From: Petter Reinholdtsen
Subject: Re: [dmidecode] A lot of compile time warnings on ia64
Date: Sat, 24 Sep 2005 13:14:01 +0200
User-agent: Mutt/1.4.1i

[Jean Delvare]
> Well, if the ia64 dmidecode binary was failing, I guess you'd have
> had quite a few reports in the Debian bug tracking system aleady. As
> long as nobody complains, I guess we can assume it just works.

I am reluctant to interpret silence as anything but silence.  I am not
sure if anyone actually used dmidecode on ia64 in debian, and do not
believe it is safe to assume that silence means that everything is ok.
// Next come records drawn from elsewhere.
impl AudioDetector {
    pub fn new(
        config: DetectorConfig,
        classifier: Box<dyn StreamingClassifier>,
        event_bus: EventBus,
        webhook: Arc<WebhookDispatcher>,
        runtime: tokio::runtime::Handle,
    ) -> Self {
        Self {
            config,
            sources: Mutex::new(HashMap::new()),
            classifier: Mutex::new(classifier),
            shared_last_ts_ms: Mutex::new(0),
            running: AtomicBool::new(false),
            event_bus,
            webhook,
            runtime,
        }
    }

    pub fn is_running(&self) -> bool {
        self.running.load(Ordering::Relaxed)
    }

    /// Registers a source, allocating its rolling buffer and resampler.
    /// Duplicate ids are rejected (`Conflict`) rather than silently reused.
    pub fn add_source(
        &self,
        source_id: &SourceId,
        source_rate: u32,
        webhook_url: Option<String>,
    ) -> Result<(), DetectorError> {
        let mut sources = self.sources.lock().unwrap();
        let key = source_id.to_string();
        if sources.contains_key(&key) {
            return Err(DetectorError::Conflict(format!(
                "source {key} is already registered"
            )));
        }
        sources.insert(
            key,
            SourceState {
                ring: CircularAudioBuffer::new(RING_CAPACITY_FRAMES, 1),
                resampler: FrameResampler::new(source_rate as usize, TARGET_SAMPLE_RATE as usize, BLOCK_SIZE),
                webhook_url,
                last_emit: None,
            },
        );
        Ok(())
    }

    pub fn remove_source(&self, source_id: &SourceId) {
        self.sources.lock().unwrap().remove(&source_id.to_string());
    }

    /// Starts the shared classifier session, priming it with a
    /// zero-filled block so the session clock begins at `now`.
    pub fn start(&self) -> Result<(), DetectorError> {
        if self.running.swap(true, Ordering::SeqCst) {
            return Ok(()); // idempotent
        }
        let start_ts = now_ms() as i64;
        *self.shared_last_ts_ms.lock().unwrap() = start_ts;
        let silence = vec![0.0f32; BLOCK_SIZE];
        self.classifier
            .lock()
            .unwrap()
            .submit(&silence, start_ts)
            .map_err(DetectorError::ClassifierError)?;
        self.event_bus.publish(Event::DetectionStatus {
            status: DetectionStatus::Started,
        });
        Ok(())
    }

    pub fn stop(&self) {
        if !self.running.swap(false, Ordering::SeqCst) {
            return; // idempotent
        }
        self.classifier.lock().unwrap().close();
        self.sources.lock().unwrap().clear();
        self.event_bus.publish(Event::DetectionStatus {
            status: DetectionStatus::Stopped,
        });
    }

    /// Ingests a chunk of mono samples at `source_rate` for `source_id`.
    /// Unknown sources are dropped silently (they were likely just
    /// removed); this never panics and never blocks on I/O.
    pub fn process_audio(&self, source_id: &SourceId, samples: &[f32], _source_rate: u32) {
        if !self.is_running() {
            return;
        }
        let key = source_id.to_string();
        let mut blocks = Vec::new();
        {
            let mut sources = self.sources.lock().unwrap();
            let Some(state) = sources.get_mut(&key) else {
                return;
            };
            state.resampler.push(samples, |frame| blocks.push(frame.to_vec()));
        }

        // Each block re-reads its source's ring/last_emit fresh rather than
        // sharing one snapshot across the batch: an earlier block's
        // emit_detection can update last_emit before a later block in the
        // same process_audio call is handled, and the debounce check must
        // see that update.
        for frame in blocks {
            let (window, last_emit, webhook_url) = {
                let mut sources = self.sources.lock().unwrap();
                let Some(state) = sources.get_mut(&key) else {
                    return;
                };
                let _ = state.ring.write(&frame);
                (
                    state.ring.read_last(FEATURE_WINDOW),
                    state.last_emit,
                    state.webhook_url.clone(),
                )
            };
            self.handle_block(source_id, &frame, &window, last_emit, webhook_url);
        }
    }

    fn handle_block(
        &self,
        source_id: &SourceId,
        frame: &[f32],
        feature_window: &[f32],
        last_emit: Option<Instant>,
        webhook_url: Option<String>,
    ) {
        let next_ts = {
            let mut last = self.shared_last_ts_ms.lock().unwrap();
            let block_duration_ms = (frame.len() as i64 * 1000) / TARGET_SAMPLE_RATE as i64;
            let now = now_ms() as i64;
            let next = (*last + block_duration_ms).max(now);
            *last = next;
            next
        };

        let results = {
            let mut classifier = self.classifier.lock().unwrap();
            match classifier.submit(frame, next_ts) {
                Ok(()) => classifier.poll_results(),
                Err(e) => {
                    tracing::warn!(%source_id, "classifier submit failed: {e}");
                    Vec::new()
                }
            }
        };

        for result in results {
            let yamnet = yamnet_score(&result);
            let feature_score = self.feature_score(feature_window);
            let combined =
                self.config.yamnet_weight * yamnet + self.config.feature_weight * feature_score;

            let top_labels: Vec<ClassScore> = {
                let mut labels: Vec<ClassScore> = result
                    .classifications
                    .iter()
                    .filter(|c| c.score > LABEL_SCORE_THRESHOLD)
                    .cloned()
                    .collect();
                labels.sort_by(|a, b| b.score.partial_cmp(&a.score).unwrap());
                labels.truncate(MAX_LABELS);
                labels
            };
            if !top_labels.is_empty() {
                self.event_bus.publish(Event::Labels {
                    source: source_id.to_string(),
                    detected: top_labels
                        .iter()
                        .map(|c| LabelScore {
                            name: c.name.clone(),
                            score: c.score,
                        })
                        .collect(),
                });
            }

            let debounce_elapsed = match last_emit {
                Some(t) => t.elapsed() >= self.config.delay,
                None => true,
            };
            if combined > self.config.score_threshold && debounce_elapsed {
                self.emit_detection(source_id, combined, webhook_url.clone());
            }
        }
    }

    fn feature_score(&self, window: &[f32]) -> f32 {
        if window.len() < FEATURE_WINDOW {
            return 0.0;
        }
        let w = &self.config.feature_weights;
        let temporal = temporal_features(window);
        let score = w.rms * temporal.rms + w.zcr * temporal.zcr + w.crest_factor * temporal.crest_factor;

        if w.centroid == 0.0 && w.bandwidth == 0.0 && w.rolloff == 0.0 && w.flatness == 0.0 && w.contrast == 0.0
        {
            return score;
        }
        let mut planner = FftPlanner::<f32>::new();
        let fft = planner.plan_fft_forward(window.len());
        let spectral = spectral_features(window, TARGET_SAMPLE_RATE as f32, fft.as_ref());
        score
            + w.centroid * spectral.centroid
            + w.bandwidth * spectral.bandwidth
            + w.rolloff * spectral.rolloff
            + w.flatness * spectral.flatness
            + w.contrast * spectral.contrast
    }

    fn emit_detection(&self, source_id: &SourceId, score: f32, webhook_url: Option<String>) {
        let mut sources = self.sources.lock().unwrap();
        if let Some(state) = sources.get_mut(&source_id.to_string()) {
            state.last_emit = Some(Instant::now());
        }
        drop(sources);

        let timestamp = now_ms() / 1000;
        self.event_bus.publish(Event::Clap {
            source_id: source_id.to_string(),
            timestamp,
            score,
        });

        if let Some(url) = webhook_url {
            let dispatcher = Arc::clone(&self.webhook);
            let source = source_id.to_string();
            let stream_name = match source_id {
                SourceId::Vban { stream_name, .. } => Some(stream_name.clone()),
                _ => None,
            };
            self.runtime.spawn(async move {
                let payload = WebhookPayload {
                    event: "clap_detected".to_string(),
                    source,
                    stream_name,
                    timestamp,
                    score,
                    test: None,
                };
                if let Err(e) = dispatcher.dispatch(&url, &payload).await {
                    tracing::error!("webhook dispatch failed: {e}");
                }
            });
        }
    }
}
> Precisely, I have seen -ansi and -pedantic complain about
> non-questionable code quite a few times. This is the reason why I
> removed them.

I suspect we have different views on what is questionable code, as I
have always found issues with the code producing warnings with -ansi
and -pedantic.

In many cases, the warnings produced by gcc with -ansi and -pedantic,
are compile time errors when compiling with the SUN Forte C compiler
on Solaris or the IBM C compiler on AIX.

I suspect in this case, you do not really care for non-gcc compilers,
and you are thus willing to take a few short cuts.  Which is fine of
course, but it helps to be aware that these are in fact short cuts. :)

> I also seem to remember that -ansi -pedantic caused your builds to
> fail once already, due to an "inline" keyword.

Yes.  I apply this patch to make the code more ANSI C:

Index: biosdecode.c
===================================================================
RCS file: /home/pere/src/cvsroot/src/dmidecode/biosdecode.c,v
retrieving revision 1.6
diff -u -3 -p -u -r1.6 biosdecode.c
--- biosdecode.c        1 Mar 2005 22:04:56 -0000       1.6
+++ biosdecode.c        1 Mar 2005 22:09:23 -0000
@@ -502,7 +502,7 @@ static struct bios_entry bios_entries[]=
 };
 
 /* Believe it or not, this is significantly faster than memcmp and strncmp */
p-static inline int anchor_match(const struct bios_entry *entry, const char *p)
+static __inline int anchor_match(const struct bios_entry *entry, const char *p)
 {
        size_t i;

> As a consequence, you are applying a patch to the Debian build to
> work around it. This has only drawbacks as far as I can see: more
> maintenance work for you, longer build time due to the additional
> patching requirement, and differences in code which could virtually
> cause Debian users to have a version of dmidecode that differs in
> behavior from mainline, making bugs harder to track. All that for
> what benefit? Almost none to date as far as I can see.

I guess writing the lonw paragraph describing the drawbacks was more
work than the extra work I have with applying this patch to the
source.  The benefit as I see it, is that the code avoid one warning
and leave only warnings on unknown and possibly problematic parts of
the code.  As I said, I have found to agree with the compiler warning
when I checked out the code in question, while I understand that you
do not experience the same.

In this example, the code will break on AIX without a macro to get rid
of the inline statement, as inline is not accepted by the AIX C
compiler.  Normally this is done by testing for 'inline' and
'__inline' support, and defining 'inline' to be '', 'inline' or
'__inline' depending on the compiler.

> Beware that -Os seems to change the way the compiler aligns the
> data.  This trades execution speed for size, which is wanted in your
> situation, but also sounds curiously related to the warnings you
> have.

Could be.  It is rather unlikely, though, as the compiler know what
alignment is required for a given architecture.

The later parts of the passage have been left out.